A conversation I had today made me realize I needed to check out my own online profile and it was… interesting? Not only did I see that I had tagged a picture on myspace with a rather naughty word (oops!) ages ago, but I ran across this very blog. It hadn’t completely left my mind, but it certainly hasn’t been at the front of my mind, either.
Reading through the entries (and then going even farther back to read through entries from my really, really old myspace blog), I’m wondering what the heck happened to me?
I love to write. One of the things I love the most about my job is figuring out how to write something that clearly expresses whatever needs to be communicated. I have said for years that I want to write a novel one day. I even have an idea for one, but alas – I won’t share it with you. Not yet.
So why have I not been keeping this blog up to date?
I honestly have no answer for that. The past few years seem like something of a blur now that I look back on them. I took a new position at work; the band has kept me quite busy; aliens took over my brain for several years; I’ve met a guy who (for some strange reason) puts up with me and who (for some other strange reason) stays around; I’ve had adventures with depression; I’m lazy; the cat told me I could no longer write; my roommate forces me to spend free time cleaning…
I can, in fact, make up any number of excuses. But really, there’s no excuse! Part of writing this blog is to use it to put down on digital paper what’s on my mind and to chronicle what goes on in my life. So let’s catch up…

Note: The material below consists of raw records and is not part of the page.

//! Simulator configuration management.
//!
//! Reads `SIM_*` environment variables and applies command line overrides on
//! top.

use memory_casino::{
    entities::{CircuitStage, CircuitTier, MAX_VALUE, Suit},
    game::GameMode,
};

/// Largest table the deck can deal
const MAX_PAIRS: usize = Suit::ALL.len() * MAX_VALUE as usize / 2;

/// Complete simulator configuration
#[derive(Debug, Clone, PartialEq)]
pub struct SimConfig {
    pub mode: GameMode,
    pub pairs: usize,
    /// Number of games to play back to back
    pub games: u32,
    /// Deck seed; consecutive games use consecutive seeds
    pub seed: Option<u64>,
    /// High Roller tier
    pub stage: CircuitTier,
    /// Let the bot go all in whenever it can
    pub double_down: bool,
    /// Turn mismatches back immediately instead of waiting for the reveal delay
    pub fast: bool,
    /// Chance (percent) that the bot recalls a card it has seen
    pub recall_percent: u8,
}

/// Values given on the command line; they win over the environment
#[derive(Debug, Clone, Default)]
pub struct SimOverrides {
    pub mode: Option<String>,
    pub pairs: Option<usize>,
    pub games: Option<u32>,
    pub seed: Option<u64>,
    pub stage: Option<String>,
    pub double_down: bool,
    pub fast: bool,
}

impl SimConfig {
    /// Load configuration from environment variables
    ///
    /// # Errors
    ///
    /// Returns error if a mode or stage name is not recognised
    pub fn from_env(overrides: SimOverrides) -> Result<Self, ConfigError> {
        let mode = match overrides.mode.or_else(|| std::env::var("SIM_MODE").ok()) {
            Some(name) => name.parse::<GameMode>().map_err(|reason| ConfigError::Invalid {
                var: "SIM_MODE".to_string(),
                reason,
            })?,
            None => GameMode::Standard,
        };

        let stage = match overrides.stage.or_else(|| std::env::var("SIM_STAGE").ok()) {
            Some(name) => parse_tier(&name)?,
            None => CircuitTier::Local,
        };

        let seed = overrides
            .seed
            .or_else(|| std::env::var("SIM_SEED").ok().and_then(|v| v.parse().ok()));

        Ok(SimConfig {
            mode,
            pairs: overrides
                .pairs
                .unwrap_or_else(|| parse_env_or("SIM_PAIRS", 8)),
            games: overrides
                .games
                .unwrap_or_else(|| parse_env_or("SIM_GAMES", 1)),
            seed,
            stage,
            double_down: overrides.double_down || parse_env_or("SIM_DOUBLE_DOWN", false),
            fast: overrides.fast || parse_env_or("SIM_FAST", false),
            recall_percent: parse_env_or("SIM_BOT_RECALL", 80),
        })
    }

    /// Validate configuration after loading
    pub fn validate(&self) -> Result<(), ConfigError> {
        if self.pairs == 0 || self.pairs > MAX_PAIRS {
            return Err(ConfigError::Invalid {
                var: "SIM_PAIRS".to_string(),
                reason: format!("Must be between 1 and {MAX_PAIRS}"),
            });
        }

        if self.games == 0 {
            return Err(ConfigError::Invalid {
                var: "SIM_GAMES".to_string(),
                reason: "Must be greater than 0".to_string(),
            });
        }

        if self.recall_percent > 100 {
            return Err(ConfigError::Invalid {
                var: "SIM_BOT_RECALL".to_string(),
                reason: "Must be a percentage (0-100)".to_string(),
            });
        }

        Ok(())
    }

    /// Circuit stage for High Roller games, none otherwise
    pub fn circuit_stage(&self) -> Option<CircuitStage> {
        match self.mode {
            GameMode::HighRoller => Some(CircuitStage::for_tier(self.stage)),
            _ => None,
        }
    }

    /// Deck seed for the `game`-th game of the run
    pub fn seed_for_game(&self, game: u32) -> Option<u64> {
        self.seed.map(|seed| seed.wrapping_add(u64::from(game)))
    }
}

fn parse_tier(name: &str) -> Result<CircuitTier, ConfigError> {
    match name.to_lowercase().as_str() {
        "local" => Ok(CircuitTier::Local),
        "regional" => Ok(CircuitTier::Regional),
        "world" => Ok(CircuitTier::World),
        _ => Err(ConfigError::Invalid {
            var: "SIM_STAGE".to_string(),
            reason: format!("Unknown circuit stage '{name}' (local, regional, world)"),
        }),
    }
}

/// Configuration error types
#[derive(Debug, thiserror::Error)]
pub enum ConfigError {
    #[error("Invalid configuration for {var}: {reason}")]
    Invalid { var: String, reason: String },
}

/// Helper to parse environment variable with default fallback
fn parse_env_or<T>(key: &str, default: T) -> T
where
    T: std::str::FromStr,
{
    std::env::var(key)
        .ok()
        .and_then(|v| v.parse().ok())
        .unwrap_or(default)
}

All of the excuses listed earlier are true, except that I’ve not encountered aliens (that I can remember), the cat has not started talking to me yet (though I do talk to him), and my roommate doesn’t force me to clean (trust me, that won’t happen anytime soon).
I did indeed take a new position at work that not only increased my workload, but also has opened me up to some new learning experiences. Do I have frustrating days? You bet. Do I still feel very strongly that it’s a great organization? Absolutely. I’m proud of what we do for the seniors we serve and hope that somewhere along the way, I’ve managed to contribute to the success of the organization… although after six years, if I haven’t managed to contribute something worthwhile…

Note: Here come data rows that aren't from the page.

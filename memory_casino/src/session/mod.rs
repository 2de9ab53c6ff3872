//! Game session orchestration with an async actor model.
//!
//! This module implements:
//! - GameMachine: the synchronous state machine sequencing actions, effects
//!   and the game clock
//! - GameActor: async actor owning a machine, its timers and its channels
//! - GameHandle: cloneable handle for dispatching actions and subscribing to
//!   state snapshots and effects
//! - StatePersistence: collaborator notified after every committed change
//!
//! ## Architecture
//!
//! Each session runs in its own Tokio task with an mpsc inbox. Timers (the
//! game clock, the mismatch reveal delay and the Double Down peek) are
//! spawned tasks that post back into the same inbox, so every mutation is
//! serialized through one place. Restarting or ending a game cancels all of
//! them.
//!
//! ## Example
//!
//! ```no_run
//! use memory_casino::game::{GameMode, GameSetup};
//! use memory_casino::session::{self, Action, NoopPersistence, SessionConfig};
//! use std::sync::Arc;
//!
//! #[tokio::main]
//! async fn main() {
//!     let setup = GameSetup::new(8, GameMode::TimeAttack);
//!     let handle = session::spawn(setup, SessionConfig::default(), Arc::new(NoopPersistence))
//!         .expect("valid setup");
//!
//!     let mut effects = handle.subscribe_effects();
//!     handle.dispatch(Action::start()).await.expect("session running");
//!     handle.dispatch(Action::FlipCard(0)).await.expect("session running");
//!
//!     while let Ok(effect) = effects.try_recv() {
//!         println!("{effect:?}");
//!     }
//! }
//! ```

pub mod actor;
pub mod config;
pub mod errors;
pub mod machine;
pub mod messages;
pub mod persistence;

pub use actor::{GameActor, GameHandle, spawn};
pub use config::SessionConfig;
pub use errors::{PersistenceError, SessionError, SessionResult};
pub use machine::{Directive, GameMachine, Transition};
pub use messages::{
    Action, DispatchOutcome, Effect, HapticPattern, SessionPhase, SessionSnapshot, SoundCue,
};
pub use persistence::{InMemoryPersistence, NoopPersistence, SavedSession, StatePersistence};
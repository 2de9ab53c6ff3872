//! Session timing configuration.

use serde::{Deserialize, Serialize};
use tokio::time::Duration;

use crate::game::constants::{
    DOUBLE_DOWN_PEEK_MS, EFFECT_CHANNEL_CAPACITY, INBOX_CAPACITY, MISMATCH_REVEAL_MS,
};
use crate::game::errors::ConfigurationError;

/// Session configuration
#[derive(Clone, Debug, Deserialize, Eq, PartialEq, Serialize)]
pub struct SessionConfig {
    /// Game clock period in milliseconds (default: one second)
    pub tick_interval_ms: u64,

    /// Delay before a mismatched pair is turned back down
    pub mismatch_reveal_ms: u64,

    /// How long the Double Down peek shows the table
    pub double_down_peek_ms: u64,

    /// Effect channel slots; slow subscribers lose the oldest effects
    pub effect_capacity: usize,

    /// Action inbox slots
    pub inbox_capacity: usize,
}

impl Default for SessionConfig {
    fn default() -> Self {
        Self {
            tick_interval_ms: 1000,
            mismatch_reveal_ms: MISMATCH_REVEAL_MS,
            double_down_peek_ms: DOUBLE_DOWN_PEEK_MS,
            effect_capacity: EFFECT_CHANNEL_CAPACITY,
            inbox_capacity: INBOX_CAPACITY,
        }
    }
}

impl SessionConfig {
    /// Validate configuration
    pub fn validate(&self) -> Result<(), ConfigurationError> {
        if self.tick_interval_ms == 0 {
            return Err(ConfigurationError::session(
                "tick_interval_ms",
                "must be greater than 0",
            ));
        }

        if self.effect_capacity == 0 {
            return Err(ConfigurationError::session(
                "effect_capacity",
                "must be greater than 0",
            ));
        }

        if self.inbox_capacity == 0 {
            return Err(ConfigurationError::session(
                "inbox_capacity",
                "must be greater than 0",
            ));
        }

        Ok(())
    }

    pub fn tick_interval(&self) -> Duration {
        Duration::from_millis(self.tick_interval_ms)
    }

    pub fn mismatch_reveal_delay(&self) -> Duration {
        Duration::from_millis(self.mismatch_reveal_ms)
    }

    pub fn double_down_peek(&self) -> Duration {
        Duration::from_millis(self.double_down_peek_ms)
    }
}
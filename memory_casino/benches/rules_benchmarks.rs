use criterion::{BenchmarkId, Criterion, criterion_group, criterion_main};
use memory_casino::game::{self, CardId, Face, GameMode, GameState, ScoringConfig};
use rand::{SeedableRng, rngs::StdRng};
use std::collections::BTreeMap;
use std::hint::black_box;

fn deal(pairs: usize, mode: GameMode) -> GameState {
    let mut rng = StdRng::seed_from_u64(42);
    game::create_initial_state(pairs, ScoringConfig::default(), mode, &mut rng).unwrap()
}

/// Pairs in table order, the way a perfect memory would play them
fn solution(state: &GameState) -> Vec<(CardId, CardId)> {
    let mut by_face: BTreeMap<Face, Vec<CardId>> = BTreeMap::new();
    for card in &state.cards {
        by_face.entry(card.face).or_default().push(card.id);
    }
    by_face.into_values().map(|ids| (ids[0], ids[1])).collect()
}

/// Benchmark dealing tables of increasing size
fn bench_deal(c: &mut Criterion) {
    let mut group = c.benchmark_group("deal");
    for pairs in [6, 8, 12, 26] {
        group.bench_with_input(BenchmarkId::from_parameter(pairs), &pairs, |b, &pairs| {
            let mut rng = StdRng::seed_from_u64(7);
            b.iter(|| {
                game::create_initial_state(
                    black_box(pairs),
                    ScoringConfig::default(),
                    GameMode::Standard,
                    &mut rng,
                )
            });
        });
    }
    group.finish();
}

/// Benchmark a single flip on a fresh table
fn bench_flip(c: &mut Criterion) {
    let state = deal(12, GameMode::Standard);
    let id = state.cards[0].id;
    let mut rng = StdRng::seed_from_u64(7);

    c.bench_function("flip_first_card", |b| {
        b.iter(|| game::flip_card(black_box(&state), black_box(id), &mut rng));
    });
}

/// Benchmark a whole perfect game per mode
fn bench_full_game(c: &mut Criterion) {
    let mut group = c.benchmark_group("full_game");
    for mode in [GameMode::Standard, GameMode::HighRoller] {
        let start = deal(12, mode);
        let pairs = solution(&start);
        group.bench_with_input(BenchmarkId::from_parameter(mode), &start, |b, start| {
            let mut rng = StdRng::seed_from_u64(7);
            b.iter(|| {
                let mut state = start.clone();
                for &(first, second) in &pairs {
                    state = game::flip_card(&state, first, &mut rng).0;
                    state = game::flip_card(&state, second, &mut rng).0;
                }
                game::apply_final_bonuses(&state, 30)
            });
        });
    }
    group.finish();
}

criterion_group!(benches, bench_deal, bench_flip, bench_full_game);
criterion_main!(benches);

The band has kept me busy: I spent two years as Board president, one year as Board secretary, plus I’ve played the entire time and been responsible for marketing. I’m both happy and sad to say that I’m stepping off the Board at the end of June. Although I’m enormously proud of the progress we’ve made in the past three years and feel that it’s provided phenomenal leadership and marketing experience, I’m ready to hand the reins over to others. I’ve been feeling over-extended and it’s time to give the organization some new life. That said, we went from a twelve person ensemble to sounding like this:
Damn right I’m proud of my band folk! 🙂
I did meet a guy named Jose, who really has managed to put up with me. (I know! I’m shocked, too!) Beyond that, however, he makes me happy and we’ve been together almost two years now. It’s had some fabulous ups and some very horrible downs, but we’ve managed to make it work and (spoiler alert: mushiness ahead) manage to continually grow and evolve the relationship into something pretty awesome. And fine, since I know he’ll read this, I do love him. Jeez.

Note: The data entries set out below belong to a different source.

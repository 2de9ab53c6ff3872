//! Match rules engine.
//!
//! Pure functions from one [`GameState`] to the next. Nothing here mutates
//! its input; an action that does not apply returns an identical copy of
//! the state and no event, which is how invalid actions are "ignored".

use log::debug;
use rand::{Rng, SeedableRng, rngs::StdRng, seq::SliceRandom};
use serde::{Deserialize, Serialize};
use std::fmt;

use super::commentary::{CommentContext, select_comment};
use super::config::ScoringConfig;
use super::constants::{DOUBLE_DOWN_MIN_REMAINING_PAIRS, TIME_ATTACK_SECOND_VALUE};
use super::entities::{
    Card, CardId, CircuitStage, Face, GameMode, GameState, ScoreBreakdown, UNIQUE_FACES,
};
use super::errors::{ConfigurationError, SetupResult};
use super::scoring::{Scoring, ScoringRules, combo_bonus};
use super::seed;

/// What a flip resolved to
#[derive(Clone, Copy, Debug, Deserialize, Eq, Hash, PartialEq, Serialize)]
pub enum GameEvent {
    /// First card of a turn turned over
    CardFlipped,
    MatchSuccess,
    /// Match made on a combo above the nuts threshold
    TheNutsAchieved,
    GameWon,
    MatchFailure,
    /// Mismatch while all in
    GameOver,
}

impl fmt::Display for GameEvent {
    fn fmt(&self, f: &mut fmt::Formatter<'_>) -> fmt::Result {
        let repr = match self {
            Self::CardFlipped => "card flipped",
            Self::MatchSuccess => "match",
            Self::TheNutsAchieved => "the nuts",
            Self::GameWon => "game won",
            Self::MatchFailure => "mismatch",
            Self::GameOver => "busted all in",
        };
        write!(f, "{repr}")
    }
}

/// Everything needed to deal a new game
#[derive(Clone, Debug, Deserialize, PartialEq, Serialize)]
pub struct GameSetup {
    pub pair_count: usize,
    pub mode: GameMode,
    pub config: ScoringConfig,

    /// Fixed deck seed. Daily Challenge without one uses today's date.
    pub seed: Option<u64>,

    /// High Roller tier
    pub circuit_stage: Option<CircuitStage>,
}

impl GameSetup {
    pub fn new(pair_count: usize, mode: GameMode) -> Self {
        Self {
            pair_count,
            mode,
            config: ScoringConfig::default(),
            seed: None,
            circuit_stage: None,
        }
    }

    #[must_use]
    pub fn with_seed(mut self, seed: u64) -> Self {
        self.seed = Some(seed);
        self
    }

    #[must_use]
    pub fn with_config(mut self, config: ScoringConfig) -> Self {
        self.config = config;
        self
    }

    #[must_use]
    pub fn with_circuit_stage(mut self, stage: CircuitStage) -> Self {
        self.circuit_stage = Some(stage);
        self
    }

    /// The seed a deal from this setup will use, if any.
    pub fn effective_seed(&self) -> Option<u64> {
        match (self.seed, self.mode) {
            (Some(seed), _) => Some(seed),
            (None, GameMode::DailyChallenge) => Some(seed::today_seed()),
            (None, _) => None,
        }
    }
}

/// Deal `pair_count` random pairs from a 52-card deck.
///
/// The deck is shuffled, the first `pair_count` faces are duplicated, and the
/// resulting cards are shuffled again and numbered in table order. The same
/// RNG sequence always produces the same table.
pub fn create_initial_state<R: Rng + ?Sized>(
    pair_count: usize,
    config: ScoringConfig,
    mode: GameMode,
    rng: &mut R,
) -> SetupResult<GameState> {
    if pair_count == 0 {
        return Err(ConfigurationError::NoPairs);
    }
    if pair_count * 2 > UNIQUE_FACES {
        return Err(ConfigurationError::NotEnoughCards {
            requested: pair_count * 2,
            available: UNIQUE_FACES,
        });
    }
    config.validate()?;

    let mut faces = Face::all();
    faces.shuffle(rng);

    let mut dealt: Vec<Face> = faces
        .into_iter()
        .take(pair_count)
        .flat_map(|face| [face, face])
        .collect();
    dealt.shuffle(rng);

    let cards = dealt
        .into_iter()
        .zip(0..)
        .map(|(face, id)| Card::new(id, face))
        .collect();

    Ok(GameState::with_cards(cards, pair_count, config, mode))
}

/// Deal a game from a setup, choosing the RNG the mode calls for.
pub fn new_game(setup: &GameSetup) -> SetupResult<GameState> {
    let seed = setup.effective_seed();
    let mut rng = match seed {
        Some(seed) => StdRng::seed_from_u64(seed),
        None => StdRng::from_os_rng(),
    };

    let mut state =
        create_initial_state(setup.pair_count, setup.config.clone(), setup.mode, &mut rng)?;
    state.seed = seed;
    state.circuit_stage = match setup.mode {
        GameMode::HighRoller => Some(setup.circuit_stage.unwrap_or_default()),
        _ => setup.circuit_stage,
    };

    debug!(
        "Dealt {} pairs for {} (seed {:?})",
        setup.pair_count, setup.mode, seed
    );
    Ok(state)
}

/// Turn a card over and resolve the pair if it is the second of a turn.
///
/// Returns the unchanged state and no event when the flip is not allowed:
/// the game is over, the id is unknown, the card is already showing, or two
/// unresolved cards are already face-up. `rng` only feeds the commentary.
pub fn flip_card<R: Rng + ?Sized>(
    state: &GameState,
    card_id: CardId,
    rng: &mut R,
) -> (GameState, Option<GameEvent>) {
    if state.is_game_over {
        return (state.clone(), None);
    }
    let Some(idx) = state.card_index(card_id) else {
        return (state.clone(), None);
    };
    let target = &state.cards[idx];
    if target.is_face_up || target.is_matched {
        return (state.clone(), None);
    }
    let pending_before = state.pending_ids();
    if pending_before.len() >= 2 {
        return (state.clone(), None);
    }

    let mut next = state.clone();
    if pending_before.is_empty() {
        next.last_matched_ids.clear();
    }
    next.cards[idx].is_face_up = true;

    let pending: Vec<usize> = next
        .cards
        .iter()
        .enumerate()
        .filter(|(_, c)| c.is_pending())
        .map(|(i, _)| i)
        .collect();

    match pending.as_slice() {
        [_] => (next, Some(GameEvent::CardFlipped)),
        &[first, second] => {
            if next.cards[first].face == next.cards[second].face {
                resolve_match(next, first, second, rng)
            } else {
                resolve_mismatch(next, first, second)
            }
        }
        _ => (next, None),
    }
}

fn resolve_match<R: Rng + ?Sized>(
    mut next: GameState,
    first: usize,
    second: usize,
    rng: &mut R,
) -> (GameState, Option<GameEvent>) {
    for idx in [first, second] {
        next.cards[idx].is_matched = true;
        next.cards[idx].is_face_up = true;
    }
    next.moves += 1;

    let matches_found = next.matches_found();
    let is_won = matches_found == next.pair_count;
    let combo = next.combo_multiplier;
    let base_points = next.config.base_match_points;
    let combo_points = combo_bonus(&next.config, combo);

    let scored = Scoring::for_mode(next.mode).score_match(&next, is_won, base_points, combo_points);
    let comment = select_comment(
        &CommentContext {
            matches_found,
            pair_count: next.pair_count,
            combo,
            moves: next.moves,
        },
        &next.config,
        rng,
    );

    next.score = scored.score;
    next.current_pot = scored.current_pot;
    next.banked_score = scored.banked_score;
    next.total_base_points += base_points;
    next.total_combo_bonus += combo_points;
    next.total_double_down_bonus += scored.double_down_bonus;
    next.combo_multiplier = combo + 1;
    if scored.pot_banked {
        debug!(
            "Pot banked at combo {}: bank now {}",
            combo + 1,
            scored.banked_score
        );
    }
    next.last_matched_ids = vec![next.cards[first].id, next.cards[second].id];
    next.match_comment = Some(comment);

    let event = if is_won {
        next.is_double_down_active = false;
        next.is_game_over = true;
        next.is_game_won = true;
        GameEvent::GameWon
    } else if combo > next.config.the_nuts_threshold {
        GameEvent::TheNutsAchieved
    } else {
        GameEvent::MatchSuccess
    };

    (next, Some(event))
}

fn resolve_mismatch(
    mut next: GameState,
    first: usize,
    second: usize,
) -> (GameState, Option<GameEvent>) {
    for idx in [first, second] {
        next.cards[idx].is_error = true;
    }
    next.moves += 1;
    next.combo_multiplier = 0;
    next.last_matched_ids.clear();
    next.match_comment = None;

    if next.is_double_down_active {
        next.score = 0;
        next.current_pot = 0;
        next.banked_score = 0;
        next.is_game_over = true;
        next.is_game_won = false;
        next.is_double_down_active = false;
        next.is_busted = true;
        return (next, Some(GameEvent::GameOver));
    }

    let scored = Scoring::for_mode(next.mode).score_mismatch(&next);
    next.score = scored.score;
    next.current_pot = scored.current_pot;
    next.banked_score = scored.banked_score;
    debug!(
        "Mismatch cost {} points (score {}, pot {})",
        scored.penalty, scored.score, scored.current_pot
    );
    if scored.is_busted {
        next.is_game_over = true;
        next.is_game_won = false;
        next.is_busted = true;
    }

    (next, Some(GameEvent::MatchFailure))
}

/// Turn the cards of a mismatch back face-down.
pub fn reset_error_cards(state: &GameState) -> GameState {
    let mut next = state.clone();
    for card in next.cards.iter_mut().filter(|c| c.is_error) {
        card.is_face_up = false;
        card.is_error = false;
    }
    next
}

/// Add the time and move bonuses to a won game and record the breakdown.
///
/// `elapsed_seconds` is the time left on the clock in Time Attack and the
/// time spent everywhere else. Does nothing for unfinished or lost games, or
/// when the breakdown has already been recorded.
pub fn apply_final_bonuses(state: &GameState, elapsed_seconds: u32) -> GameState {
    if !state.is_game_won || state.score_breakdown.is_some() {
        return state.clone();
    }

    let config = &state.config;
    let pairs = state.pair_count as i64;
    let seconds = i64::from(elapsed_seconds);

    let time_bonus = match state.mode {
        GameMode::TimeAttack => seconds * TIME_ATTACK_SECOND_VALUE,
        GameMode::Standard | GameMode::DailyChallenge | GameMode::HighRoller => {
            (pairs * config.time_bonus_per_pair - seconds * config.time_penalty_per_second).max(0)
        }
    };
    let move_bonus = if state.moves == 0 {
        0
    } else {
        (state.pair_count as f64 / f64::from(state.moves) * config.move_bonus_multiplier as f64)
            .floor() as i64
    };

    let mut next = state.clone();
    next.score += time_bonus + move_bonus;
    next.banked_score += time_bonus + move_bonus;
    next.score_breakdown = Some(ScoreBreakdown {
        base_points: state.total_base_points,
        combo_bonus: state.total_combo_bonus,
        double_down_bonus: state.total_double_down_bonus,
        time_bonus,
        move_bonus,
        total: next.score,
    });
    next
}

/// Whether Double Down may be switched on right now.
pub fn can_double_down(state: &GameState) -> bool {
    !state.is_game_over
        && !state.is_double_down_active
        && state.combo_multiplier >= state.config.heat_mode_threshold
        && state.remaining_pairs() >= DOUBLE_DOWN_MIN_REMAINING_PAIRS
}

/// Go all in. Returns the state unchanged when not eligible.
pub fn activate_double_down(state: &GameState) -> GameState {
    let mut next = state.clone();
    if can_double_down(state) {
        next.is_double_down_active = true;
    }
    next
}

I have also struggled with depression over the past few years. It’s not a new thing and I’ve managed to keep it pretty manageable. That said, reading back through old entries I notice that I have indeed had ups and downs with it that have been somewhat noticeable to others. Right now, I’m quite aware that it’s impacted me very much because the motivation and optimism I had about weight loss/maintenance haven’t been around for quite a while – and I’ve gained a lot of weight back that I worked hard to lose. I’ve also, with the help of my doctor, get back on track – not quite as energetic as I used to be, but I’m making progress on getting back into the swing of things.
For the record, if Perry could talk, I have no doubt he would rule the world by now.
So… that’s what’s been going on. I think it’s time to get this blog going again – I miss it!